### Exercise goal:
Please transcribe the listing below with every word intact.

### Extracted records:
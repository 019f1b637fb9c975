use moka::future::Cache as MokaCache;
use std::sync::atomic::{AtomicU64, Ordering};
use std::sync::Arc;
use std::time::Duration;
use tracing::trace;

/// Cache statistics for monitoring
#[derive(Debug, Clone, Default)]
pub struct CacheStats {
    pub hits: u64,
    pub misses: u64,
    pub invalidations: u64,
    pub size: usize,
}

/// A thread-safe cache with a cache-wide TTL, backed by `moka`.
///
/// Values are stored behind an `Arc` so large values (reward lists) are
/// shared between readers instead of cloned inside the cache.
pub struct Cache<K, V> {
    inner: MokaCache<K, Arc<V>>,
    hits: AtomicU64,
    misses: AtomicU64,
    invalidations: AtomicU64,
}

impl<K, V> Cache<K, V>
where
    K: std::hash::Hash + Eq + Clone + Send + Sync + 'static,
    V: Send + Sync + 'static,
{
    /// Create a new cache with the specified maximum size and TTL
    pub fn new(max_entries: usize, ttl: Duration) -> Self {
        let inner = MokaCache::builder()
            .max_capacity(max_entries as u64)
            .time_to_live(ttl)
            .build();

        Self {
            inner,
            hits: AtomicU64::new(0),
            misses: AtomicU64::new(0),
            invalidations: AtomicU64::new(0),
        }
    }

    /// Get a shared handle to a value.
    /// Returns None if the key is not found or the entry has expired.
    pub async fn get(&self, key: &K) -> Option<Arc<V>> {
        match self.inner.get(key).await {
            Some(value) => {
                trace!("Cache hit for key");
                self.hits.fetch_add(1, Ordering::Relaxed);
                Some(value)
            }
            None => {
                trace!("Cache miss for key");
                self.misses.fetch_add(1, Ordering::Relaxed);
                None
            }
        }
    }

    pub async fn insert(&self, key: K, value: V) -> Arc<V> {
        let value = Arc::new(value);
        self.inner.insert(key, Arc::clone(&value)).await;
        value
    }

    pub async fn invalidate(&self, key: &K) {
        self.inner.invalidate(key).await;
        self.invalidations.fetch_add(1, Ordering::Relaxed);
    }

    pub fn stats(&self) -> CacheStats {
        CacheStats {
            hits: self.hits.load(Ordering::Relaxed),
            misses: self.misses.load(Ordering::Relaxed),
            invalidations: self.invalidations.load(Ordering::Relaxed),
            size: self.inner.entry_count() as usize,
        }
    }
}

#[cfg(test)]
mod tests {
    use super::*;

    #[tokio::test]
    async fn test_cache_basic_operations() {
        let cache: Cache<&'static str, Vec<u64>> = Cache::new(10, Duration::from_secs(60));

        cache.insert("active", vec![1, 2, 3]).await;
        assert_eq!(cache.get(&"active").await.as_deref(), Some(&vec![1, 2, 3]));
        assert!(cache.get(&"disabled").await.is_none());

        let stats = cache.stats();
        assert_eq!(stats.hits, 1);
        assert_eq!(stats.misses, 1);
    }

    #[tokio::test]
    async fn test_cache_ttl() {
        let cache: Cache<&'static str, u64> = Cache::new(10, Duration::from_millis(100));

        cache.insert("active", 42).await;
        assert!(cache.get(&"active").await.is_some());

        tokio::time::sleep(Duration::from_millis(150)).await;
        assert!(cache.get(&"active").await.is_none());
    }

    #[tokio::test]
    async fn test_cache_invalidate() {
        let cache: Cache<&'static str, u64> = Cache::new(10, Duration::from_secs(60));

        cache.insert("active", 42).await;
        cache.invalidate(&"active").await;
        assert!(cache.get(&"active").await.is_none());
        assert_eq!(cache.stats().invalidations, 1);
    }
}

### Worked solution:
repository 019f1b637fb9c975
use moka::future::Cache as MokaCache;
use std::sync::atomic::{AtomicU64, Ordering};
use std::sync::Arc;
use std::time::Duration;
use tracing::trace;

/// Cache statistics for monitoring
#[derive(Debug, Clone, Default)]
pub struct CacheStats {
    pub hits: u64,
    pub misses: u64,
    pub invalidations: u64,
    pub size: usize,
}

/// A thread-safe cache with a cache-wide TTL, backed by `moka`.
///
/// Values are stored behind an `Arc` so large values (reward lists) are
/// shared between readers instead of cloned inside the cache.
pub struct Cache<K, V> {
    inner: MokaCache<K, Arc<V>>,
    hits: AtomicU64,
    misses: AtomicU64,
    invalidations: AtomicU64,
}

impl<K, V> Cache<K, V>
where
    K: std::hash::Hash + Eq + Clone + Send + Sync + 'static,
    V: Send + Sync + 'static,
{
    /// Create a new cache with the specified maximum size and TTL
    pub fn new(max_entries: usize, ttl: Duration) -> Self {
        let inner = MokaCache::builder()
            .max_capacity(max_entries as u64)
            .time_to_live(ttl)
            .build();

        Self {
            inner,
            hits: AtomicU64::new(0),
            misses: AtomicU64::new(0),
            invalidations: AtomicU64::new(0),
        }
    }

    /// Get a shared handle to a value.
    /// Returns None if the key is not found or the entry has expired.
    pub async fn get(&self, key: &K) -> Option<Arc<V>> {
        match self.inner.get(key).await {
            Some(value) => {
                trace!("Cache hit for key");
                self.hits.fetch_add(1, Ordering::Relaxed);
                Some(value)
            }
            None => {
                trace!("Cache miss for key");
                self.misses.fetch_add(1, Ordering::Relaxed);
                None
            }
        }
    }

    pub async fn insert(&self, key: K, value: V) -> Arc<V> {
        let value = Arc::new(value);
        self.inner.insert(key, Arc::clone(&value)).await;
        value
    }

    pub async fn invalidate(&self, key: &K) {
        self.inner.invalidate(key).await;
        self.invalidations.fetch_add(1, Ordering::Relaxed);
    }

    pub fn stats(&self) -> CacheStats {
        CacheStats {
            hits: self.hits.load(Ordering::Relaxed),
            misses: self.misses.load(Ordering::Relaxed),
            invalidations: self.invalidations.load(Ordering::Relaxed),
            size: self.inner.entry_count() as usize,
        }
    }
}

#[cfg(test)]
mod tests {
    use super::*;

    #[tokio::test]
    async fn test_cache_basic_operations() {
        let cache: Cache<&'static str, Vec<u64>> = Cache::new(10, Duration::from_secs(60));

        cache.insert("active", vec![1, 2, 3]).await;
        assert_eq!(cache.get(&"active").await.as_deref(), Some(&vec![1, 2, 3]));
        assert!(cache.get(&"disabled").await.is_none());

        let stats = cache.stats();
        assert_eq!(stats.hits, 1);
        assert_eq!(stats.misses, 1);
    }

    #[tokio::test]
    async fn test_cache_ttl() {
        let cache: Cache<&'static str, u64> = Cache::new(10, Duration::from_millis(100));

        cache.insert("active", 42).await;
        assert!(cache.get(&"active").await.is_some());

        tokio::time::sleep(Duration::from_millis(150)).await;
        assert!(cache.get(&"active").await.is_none());
    }

    #[tokio::test]
    async fn test_cache_invalidate() {
        let cache: Cache<&'static str, u64> = Cache::new(10, Duration::from_secs(60));

        cache.insert("active", 42).await;
        cache.invalidate(&"active").await;
        assert!(cache.get(&"active").await.is_none());
        assert_eq!(cache.stats().invalidations, 1);
    }
}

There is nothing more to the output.